TASK TO COMPLETE:
Transcribe the data underneath exactly, keeping every word in place.

Dataset records:
::::

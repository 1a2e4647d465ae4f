// External crates
use log::{debug, warn};
use polars::prelude::*;
use std::io::Cursor;
use std::path::Path;

// Local modules
use crate::constants::CSV_SEPARATOR;
use crate::error::{GridError, GridResult};

/// Counts the fields of one CSV line, ignoring separators inside double quotes
fn field_count(line: &str, separator: char) -> usize {
    let mut in_quotes = false;
    let mut count = 1;
    for c in line.chars() {
        match c {
            '"' => in_quotes = !in_quotes,
            c if c == separator && !in_quotes => count += 1,
            _ => {}
        }
    }
    count
}

/// Drops data lines that carry more fields than the header
///
/// Blank lines are removed without being counted. Returns the remaining text and the number of lines removed.
fn drop_overlong_lines(text: &str, separator: char) -> (String, usize) {
    let mut lines = text.lines();
    let Some(header) = lines.next() else {
        return (String::new(), 0);
    };
    let expected = field_count(header.trim_end_matches('\r'), separator);

    let mut kept = String::with_capacity(text.len());
    kept.push_str(header);
    kept.push('\n');
    let mut skipped = 0;
    for line in lines {
        let trimmed = line.trim_end_matches('\r');
        if trimmed.is_empty() {
            continue;
        }
        if field_count(trimmed, separator) > expected {
            skipped += 1;
            continue;
        }
        kept.push_str(trimmed);
        kept.push('\n');
    }
    (kept, skipped)
}

/// Reads a semicolon-delimited CSV file with every column kept as text
///
/// Raw grid exports use decimal commas, so numeric coercion is left to
/// [`parse_decimal`]. Lines with more fields than the header are skipped
/// entirely and counted; lines with too few are padded with nulls, which
/// later cleaning stages drop.
///
/// # Arguments
///
/// * `file_path` - Path to the CSV file
///
/// # Returns
///
/// Returns a DataFrame of String columns in file order and the number of
/// over-long lines that were skipped
pub fn read_semicolon_csv<P: AsRef<Path>>(file_path: P) -> GridResult<(DataFrame, usize)> {
    let path = file_path.as_ref();
    if !path.exists() {
        return Err(GridError::FileNotFound(path.to_path_buf()));
    }

    let text = std::fs::read_to_string(path)?;
    let (kept, skipped) = drop_overlong_lines(&text, char::from(CSV_SEPARATOR));
    if skipped > 0 {
        warn!(
            "Skipped {} line(s) with more fields than the header in {}",
            skipped,
            path.display()
        );
    }

    let df = CsvReadOptions::default()
        .with_has_header(true)
        .with_infer_schema_length(Some(0))
        .with_ignore_errors(true)
        .map_parse_options(|options| options.with_separator(CSV_SEPARATOR))
        .into_reader_with_file_handle(Cursor::new(kept.into_bytes()))
        .finish()?;

    debug!(
        "Read {} rows x {} columns from {}",
        df.height(),
        df.width(),
        path.display()
    );
    Ok((df, skipped))
}

/// Parses a numeric cell that may use a comma as decimal separator
///
/// Unparseable or empty cells become `None`.
pub fn parse_decimal(cell: &str) -> Option<f64> {
    let trimmed = cell.trim();
    if trimmed.is_empty() {
        return None;
    }
    trimmed.replace(',', ".").parse::<f64>().ok()
}

/// Coerces a column into optional floats
///
/// Text columns go through [`parse_decimal`]; numeric columns are cast.
pub fn column_to_decimals(column: &Column) -> GridResult<Vec<Option<f64>>> {
    match column.dtype() {
        DataType::String => Ok(column
            .str()?
            .into_iter()
            .map(|cell| cell.and_then(parse_decimal))
            .collect()),
        _ => {
            let casted = column.cast(&DataType::Float64)?;
            Ok(casted.f64()?.into_iter().collect())
        }
    }
}

/// Looks up a column by name, reporting the name when it is absent
pub fn required_column<'a>(df: &'a DataFrame, name: &str) -> GridResult<&'a Column> {
    df.column(name)
        .map_err(|_| GridError::MissingColumn(name.to_string()))
}

#[cfg(test)]
mod tests {
    use super::*;

    #[test]
    fn test_parse_decimal_accepts_comma_and_period() {
        assert_eq!(parse_decimal("2,5"), Some(2.5));
        assert_eq!(parse_decimal("2.5"), Some(2.5));
        assert_eq!(parse_decimal(" 10 "), Some(10.0));
        assert_eq!(parse_decimal("0"), Some(0.0));
    }

    #[test]
    fn test_parse_decimal_rejects_garbage() {
        assert_eq!(parse_decimal(""), None);
        assert_eq!(parse_decimal("n/a"), None);
        assert_eq!(parse_decimal("1.234,5"), None);
    }

    #[test]
    fn test_read_semicolon_csv_keeps_text_columns() {
        let dir = tempfile::tempdir().unwrap();
        let path = dir.path().join("grid.csv");
        std::fs::write(
            &path,
            "TIMESTAMP;MT_001;MT_002\n01/01/12 00:15;1,5;2\n01/01/12 00:30;3;4,25\n",
        )
        .unwrap();

        let (df, skipped) = read_semicolon_csv(&path).unwrap();
        assert_eq!(skipped, 0);
        assert_eq!(df.height(), 2);
        assert_eq!(df.width(), 3);
        assert_eq!(df.column("MT_001").unwrap().dtype(), &DataType::String);

        let values = column_to_decimals(df.column("MT_002").unwrap()).unwrap();
        assert_eq!(values, vec![Some(2.0), Some(4.25)]);
    }

    #[test]
    fn test_read_semicolon_csv_missing_file() {
        let result = read_semicolon_csv("non_existent_file.csv");
        match result {
            Err(GridError::FileNotFound(path)) => {
                assert!(path.ends_with("non_existent_file.csv"))
            }
            other => panic!("Expected FileNotFound, got {:?}", other.map(|(df, _)| df.height())),
        }
    }

    #[test]
    fn test_read_semicolon_csv_skips_overlong_lines() {
        let dir = tempfile::tempdir().unwrap();
        let path = dir.path().join("ragged.csv");
        std::fs::write(
            &path,
            "TIMESTAMP;MT_001;MT_002\r\n\
             01/01/12 00:15;1;2\r\n\
             01/01/12 00:30;5000;5000;99;junk\r\n\
             \r\n\
             01/01/12 01:00;\"4;5\";6\r\n",
        )
        .unwrap();

        let (df, skipped) = read_semicolon_csv(&path).unwrap();
        assert_eq!(skipped, 1);
        assert_eq!(df.height(), 2);

        let first = df.column("MT_001").unwrap().str().unwrap();
        assert_eq!(first.get(1), Some("4;5"));
        let second = column_to_decimals(df.column("MT_002").unwrap()).unwrap();
        assert_eq!(second, vec![Some(2.0), Some(6.0)]);
    }

    #[test]
    fn test_field_count_respects_quotes() {
        assert_eq!(field_count("a;b;c", ';'), 3);
        assert_eq!(field_count("a;\"b;c\"", ';'), 2);
        assert_eq!(field_count("", ';'), 1);
    }
}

::::

EXERCISE SOLUTION:
repository 1a2e4647d465ae4f
// External crates
use log::{debug, warn};
use polars::prelude::*;
use std::io::Cursor;
use std::path::Path;

// Local modules
use crate::constants::CSV_SEPARATOR;
use crate::error::{GridError, GridResult};

/// Counts the fields of one CSV line, ignoring separators inside double quotes
fn field_count(line: &str, separator: char) -> usize {
    let mut in_quotes = false;
    let mut count = 1;
    for c in line.chars() {
        match c {
            '"' => in_quotes = !in_quotes,
            c if c == separator && !in_quotes => count += 1,
            _ => {}
        }
    }
    count
}

/// Drops data lines that carry more fields than the header
///
/// Blank lines are removed without being counted. Returns the remaining text and the number of lines removed.
fn drop_overlong_lines(text: &str, separator: char) -> (String, usize) {
    let mut lines = text.lines();
    let Some(header) = lines.next() else {
        return (String::new(), 0);
    };
    let expected = field_count(header.trim_end_matches('\r'), separator);

    let mut kept = String::with_capacity(text.len());
    kept.push_str(header);
    kept.push('\n');
    let mut skipped = 0;
    for line in lines {
        let trimmed = line.trim_end_matches('\r');
        if trimmed.is_empty() {
            continue;
        }
        if field_count(trimmed, separator) > expected {
            skipped += 1;
            continue;
        }
        kept.push_str(trimmed);
        kept.push('\n');
    }
    (kept, skipped)
}

/// Reads a semicolon-delimited CSV file with every column kept as text
///
/// Raw grid exports use decimal commas, so numeric coercion is left to
/// [`parse_decimal`]. Lines with more fields than the header are skipped
/// entirely and counted; lines with too few are padded with nulls, which
/// later cleaning stages drop.
///
/// # Arguments
///
/// * `file_path` - Path to the CSV file
///
/// # Returns
///
/// Returns a DataFrame of String columns in file order and the number of
/// over-long lines that were skipped
pub fn read_semicolon_csv<P: AsRef<Path>>(file_path: P) -> GridResult<(DataFrame, usize)> {
    let path = file_path.as_ref();
    if !path.exists() {
        return Err(GridError::FileNotFound(path.to_path_buf()));
    }

    let text = std::fs::read_to_string(path)?;
    let (kept, skipped) = drop_overlong_lines(&text, char::from(CSV_SEPARATOR));
    if skipped > 0 {
        warn!(
            "Skipped {} line(s) with more fields than the header in {}",
            skipped,
            path.display()
        );
    }

    let df = CsvReadOptions::default()
        .with_has_header(true)
        .with_infer_schema_length(Some(0))
        .with_ignore_errors(true)
        .map_parse_options(|options| options.with_separator(CSV_SEPARATOR))
        .into_reader_with_file_handle(Cursor::new(kept.into_bytes()))
        .finish()?;

    debug!(
        "Read {} rows x {} columns from {}",
        df.height(),
        df.width(),
        path.display()
    );
    Ok((df, skipped))
}

/// Parses a numeric cell that may use a comma as decimal separator
///
/// Unparseable or empty cells become `None`.
pub fn parse_decimal(cell: &str) -> Option<f64> {
    let trimmed = cell.trim();
    if trimmed.is_empty() {
        return None;
    }
    trimmed.replace(',', ".").parse::<f64>().ok()
}

/// Coerces a column into optional floats
///
/// Text columns go through [`parse_decimal`]; numeric columns are cast.
pub fn column_to_decimals(column: &Column) -> GridResult<Vec<Option<f64>>> {
    match column.dtype() {
        DataType::String => Ok(column
            .str()?
            .into_iter()
            .map(|cell| cell.and_then(parse_decimal))
            .collect()),
        _ => {
            let casted = column.cast(&DataType::Float64)?;
            Ok(casted.f64()?.into_iter().collect())
        }
    }
}

/// Looks up a column by name, reporting the name when it is absent
pub fn required_column<'a>(df: &'a DataFrame, name: &str) -> GridResult<&'a Column> {
    df.column(name)
        .map_err(|_| GridError::MissingColumn(name.to_string()))
}

#[cfg(test)]
mod tests {
    use super::*;

    #[test]
    fn test_parse_decimal_accepts_comma_and_period() {
        assert_eq!(parse_decimal("2,5"), Some(2.5));
        assert_eq!(parse_decimal("2.5"), Some(2.5));
        assert_eq!(parse_decimal(" 10 "), Some(10.0));
        assert_eq!(parse_decimal("0"), Some(0.0));
    }

    #[test]
    fn test_parse_decimal_rejects_garbage() {
        assert_eq!(parse_decimal(""), None);
        assert_eq!(parse_decimal("n/a"), None);
        assert_eq!(parse_decimal("1.234,5"), None);
    }

    #[test]
    fn test_read_semicolon_csv_keeps_text_columns() {
        let dir = tempfile::tempdir().unwrap();
        let path = dir.path().join("grid.csv");
        std::fs::write(
            &path,
            "TIMESTAMP;MT_001;MT_002\n01/01/12 00:15;1,5;2\n01/01/12 00:30;3;4,25\n",
        )
        .unwrap();

        let (df, skipped) = read_semicolon_csv(&path).unwrap();
        assert_eq!(skipped, 0);
        assert_eq!(df.height(), 2);
        assert_eq!(df.width(), 3);
        assert_eq!(df.column("MT_001").unwrap().dtype(), &DataType::String);

        let values = column_to_decimals(df.column("MT_002").unwrap()).unwrap();
        assert_eq!(values, vec![Some(2.0), Some(4.25)]);
    }

    #[test]
    fn test_read_semicolon_csv_missing_file() {
        let result = read_semicolon_csv("non_existent_file.csv");
        match result {
            Err(GridError::FileNotFound(path)) => {
                assert!(path.ends_with("non_existent_file.csv"))
            }
            other => panic!("Expected FileNotFound, got {:?}", other.map(|(df, _)| df.height())),
        }
    }

    #[test]
    fn test_read_semicolon_csv_skips_overlong_lines() {
        let dir = tempfile::tempdir().unwrap();
        let path = dir.path().join("ragged.csv");
        std::fs::write(
            &path,
            "TIMESTAMP;MT_001;MT_002\r\n\
             01/01/12 00:15;1;2\r\n\
             01/01/12 00:30;5000;5000;99;junk\r\n\
             \r\n\
             01/01/12 01:00;\"4;5\";6\r\n",
        )
        .unwrap();

        let (df, skipped) = read_semicolon_csv(&path).unwrap();
        assert_eq!(skipped, 1);
        assert_eq!(df.height(), 2);

        let first = df.column("MT_001").unwrap().str().unwrap();
        assert_eq!(first.get(1), Some("4;5"));
        let second = column_to_decimals(df.column("MT_002").unwrap()).unwrap();
        assert_eq!(second, vec![Some(2.0), Some(6.0)]);
    }

    #[test]
    fn test_field_count_respects_quotes() {
        assert_eq!(field_count("a;b;c", ';'), 3);
        assert_eq!(field_count("a;\"b;c\"", ';'), 2);
        assert_eq!(field_count("", ';'), 1);
    }
}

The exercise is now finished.